Ma questo impegno a non consumare l'altro come un oggetto aveva avuto già una eco in un'altra parte del discorso di Francesco a Torino, quando spronava tutti, giovani e anziani, lavoratori e disoccupati, a non perdere mai di vista l'amore per il prossimo: in un mondo dedito al consumismo, preservare l'altro dal proprio egoismo è un atto d'amore e di rispetto. E ricorda che nei tempi più bui nascono più santi e la Grazia agisce con più forza: quindi che fare per non scoraggiarsi e continuare a sperare? «Ho detto che si sta vivendo una terza guerra mondiale a pezzi – prosegue il Papa – . In Europa c’è la guerra e lo stesso in Africa, in Medio Oriente… Posso fidarmi dei dirigenti mondiali?

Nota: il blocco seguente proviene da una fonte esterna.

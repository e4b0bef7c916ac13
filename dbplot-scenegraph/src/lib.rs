pub mod axis;
pub mod error;
pub mod marks;
pub mod scene_graph;
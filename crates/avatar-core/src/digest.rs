//! Deterministic identity digests
//!
//! The digest is a plain code-point checksum, not a cryptographic hash. It
//! only has to be stable across processes and spread labels evenly enough
//! over a palette of 8 or 12 entries. Anagrams collide; that is accepted for
//! visual variety and must not be "fixed" silently, since changing the digest
//! re-colors every existing conversation.

use crate::participant::Participant;

/// Digest of a single label: the sum of its character code points.
///
/// No modulus is applied here; callers reduce by palette length or variant
/// count at the point of use. The empty string digests to 0.
pub fn label_digest(label: &str) -> u64 {
    label
        .chars()
        .fold(0u64, |acc, c| acc.wrapping_add(u64::from(u32::from(c))))
}

/// Digest of an entire participant set.
///
/// Sums [`label_digest`] over every participant's resolved label, so the
/// result is invariant to participant ordering.
pub fn group_digest(participants: &[Participant]) -> u64 {
    participants
        .iter()
        .fold(0u64, |acc, p| acc.wrapping_add(label_digest(p.label())))
}
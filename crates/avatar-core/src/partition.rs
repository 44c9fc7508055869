//! The partition operation
//!
//! Turns a participant list and a theme into the 1-4 cell assignments a
//! renderer draws. The operation is pure and total: any input, including an
//! empty participant list, yields a valid assignment list, and repeated
//! calls with the same set content (in any order) yield identical colors,
//! labels, and geometry.

use serde::{Deserialize, Serialize};

use crate::config::ColorStrategy;
use crate::digest::{group_digest, label_digest};
use crate::layout::{layout_for, LayoutSlot};
use crate::palette::{palette, Color, ThemeName};
use crate::participant::Participant;
use crate::zone::pair_colors;

/// Glyph shown in place of a participant initial when the group does not
/// fit in four cells
pub const OVERFLOW_GLYPH: &str = "*";

/// One rendered cell: who, what color, where
#[derive(Debug, Clone, PartialEq, Serialize, Deserialize)]
#[serde(rename_all = "camelCase")]
pub struct ResolvedAssignment {
    /// The participant occupying this cell
    pub participant: Participant,
    /// Cell fill color
    pub color: Color,
    /// Cell geometry within the unit square
    pub slot: LayoutSlot,
    /// Whether this cell shows the overflow marker instead of an initial
    pub is_overflow_marker: bool,
}

/// Flat single-participant color: the theme palette indexed by the label
/// digest.
///
/// This is also the fallback used by callers when no partition has been
/// cached for a conversation yet (e.g. coloring a sender name in a message
/// list without forcing a full avatar computation).
pub fn flat_color(label: &str, theme: ThemeName) -> Color {
    let pal = palette(theme);
    pal[(label_digest(label) % pal.len() as u64) as usize].to_string()
}

/// Partition a participant set into colored cells.
///
/// Layout variant, zone choice, and overflow placement all derive from the
/// order-invariant group digest; per-cell colors derive from each
/// participant's own label digest (or the zone mechanism for pairs under
/// [`ColorStrategy::ZonedPair`]). Input order decides only which participant
/// lands in which cell, so callers wanting bit-identical output across call
/// sites must pass a stable order.
pub fn partition(
    participants: &[Participant],
    theme: ThemeName,
    strategy: ColorStrategy,
) -> Vec<ResolvedAssignment> {
    let digest = group_digest(participants);
    let slots = layout_for(participants.len(), digest);

    // An empty list renders as a single neutral cell with the digest-0 color.
    if participants.is_empty() {
        return vec![ResolvedAssignment {
            participant: Participant::new(""),
            color: flat_color("", theme),
            slot: slots[0],
            is_overflow_marker: false,
        }];
    }

    let visible = &participants[..participants.len().min(4)];
    let colors: Vec<Color> = match (visible.len(), strategy) {
        (2, ColorStrategy::ZonedPair) => {
            let (first, second) = pair_colors(&visible[0], &visible[1], digest, theme);
            vec![first, second]
        }
        _ => visible
            .iter()
            .map(|p| flat_color(p.label(), theme))
            .collect(),
    };

    let mut assignments: Vec<ResolvedAssignment> = visible
        .iter()
        .zip(slots)
        .zip(colors)
        .map(|((participant, slot), color)| ResolvedAssignment {
            participant: participant.clone(),
            color,
            slot,
            is_overflow_marker: false,
        })
        .collect();

    // Overflow reduction: one deterministic cell trades its initial for the
    // marker glyph, keeping the color it already resolved to. Hidden
    // participants beyond the fourth are not enumerated here.
    if participants.len() > 4 {
        let overflow_slot = (digest % 4) as usize;
        assignments[overflow_slot].is_overflow_marker = true;
    }

    tracing::trace!(
        count = participants.len(),
        theme = %theme,
        group_digest = digest,
        cells = assignments.len(),
        "partitioned group avatar"
    );

    assignments
}
//! Curated palette zones for two-participant avatars
//!
//! A zone is a small subset of palette indices whose hues sit well next to
//! each other. Two-participant avatars draw both cell colors from one zone
//! picked by the group digest, then force the two picks apart if they land
//! on the same index, so the pair is never identical.
//!
//! Zones are fixed per-theme constants; the light and dark palettes have
//! different hue orderings, so their zones group indices differently.

use crate::digest::label_digest;
use crate::palette::{palette, Color, ThemeName};
use crate::participant::Participant;

/// Light palette zones: pairs of close or complementary hues
const LIGHT_ZONES: [&[usize]; 4] = [
    &[0, 5], // sky blue / teal
    &[1, 4], // coral / amber
    &[2, 7], // sage / lime
    &[3, 6], // lavender / rose
];

/// Dark palette zones: triples of close or complementary hues
const DARK_ZONES: [&[usize]; 4] = [
    &[0, 5, 8],  // light blue / aqua / periwinkle
    &[1, 4, 9],  // salmon / gold / peach
    &[2, 7, 10], // mint / pear / seafoam
    &[3, 6, 11], // lilac / pink / mauve
];

/// Get the palette zones for a theme
pub fn zones(theme: ThemeName) -> &'static [&'static [usize]] {
    match theme {
        ThemeName::Light => &LIGHT_ZONES,
        ThemeName::Dark => &DARK_ZONES,
    }
}

/// Pick the two cell colors for a two-participant avatar.
///
/// The zone is chosen by the group digest, each participant's slot within
/// the zone by its own label digest. When both land on the same slot the
/// second is pushed to the next slot in the zone, so the returned colors
/// always differ.
pub fn pair_colors(
    first: &Participant,
    second: &Participant,
    group_digest: u64,
    theme: ThemeName,
) -> (Color, Color) {
    let zones = zones(theme);
    let zone = zones[(group_digest % zones.len() as u64) as usize];
    let len = zone.len() as u64;

    let i0 = (label_digest(first.label()) % len) as usize;
    let mut i1 = (label_digest(second.label()) % len) as usize;
    if i1 == i0 {
        i1 = (i0 + 1) % zone.len();
    }

    let pal = palette(theme);
    (pal[zone[i0]].to_string(), pal[zone[i1]].to_string())
}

E quando do il mio voto? Se tu ti fidi soltanto degli uomini, hai perso. Nel 1915 c’è stata la tragedia dell’Armenia, milioni di morti. Le grandi potenze guardavano da un’altra parte. Poi la Shoah: avevano le foto delle linee che portavano i treni ai lager come Auschwitz per uccidere gli ebrei, e anche i cristiani, i rom, gli omosessuali. Perché non hanno bombardato? L’interesse! E poi i lager in Russia, Stalin… Noi dobbiamo andare avanti con i nostri progetti: pensiamo ai bambini di strada, ai migranti, ai tanti che hanno bisogno». Come manifestare la nostra amicizia con Gesù? «Bisogna fare. E fare controcorrente. Nel sistema economico mondiale tutto si fa per denaro. In spagnolo c’è un detto: “Por la plata baila el mono”, per i soldi la scimmia balla. Ci vendono vetro per diamanti. Il segreto è capire dove si vive. In questa terra, a fine 800, c’erano le condizioni più cattive: massoneria, mangiapreti, satanisti. Era uno dei momenti più brutti e dei posti più brutti della storia d’Italia. Ma andate a cercare quanti santi e sante sono nati in quel tempo».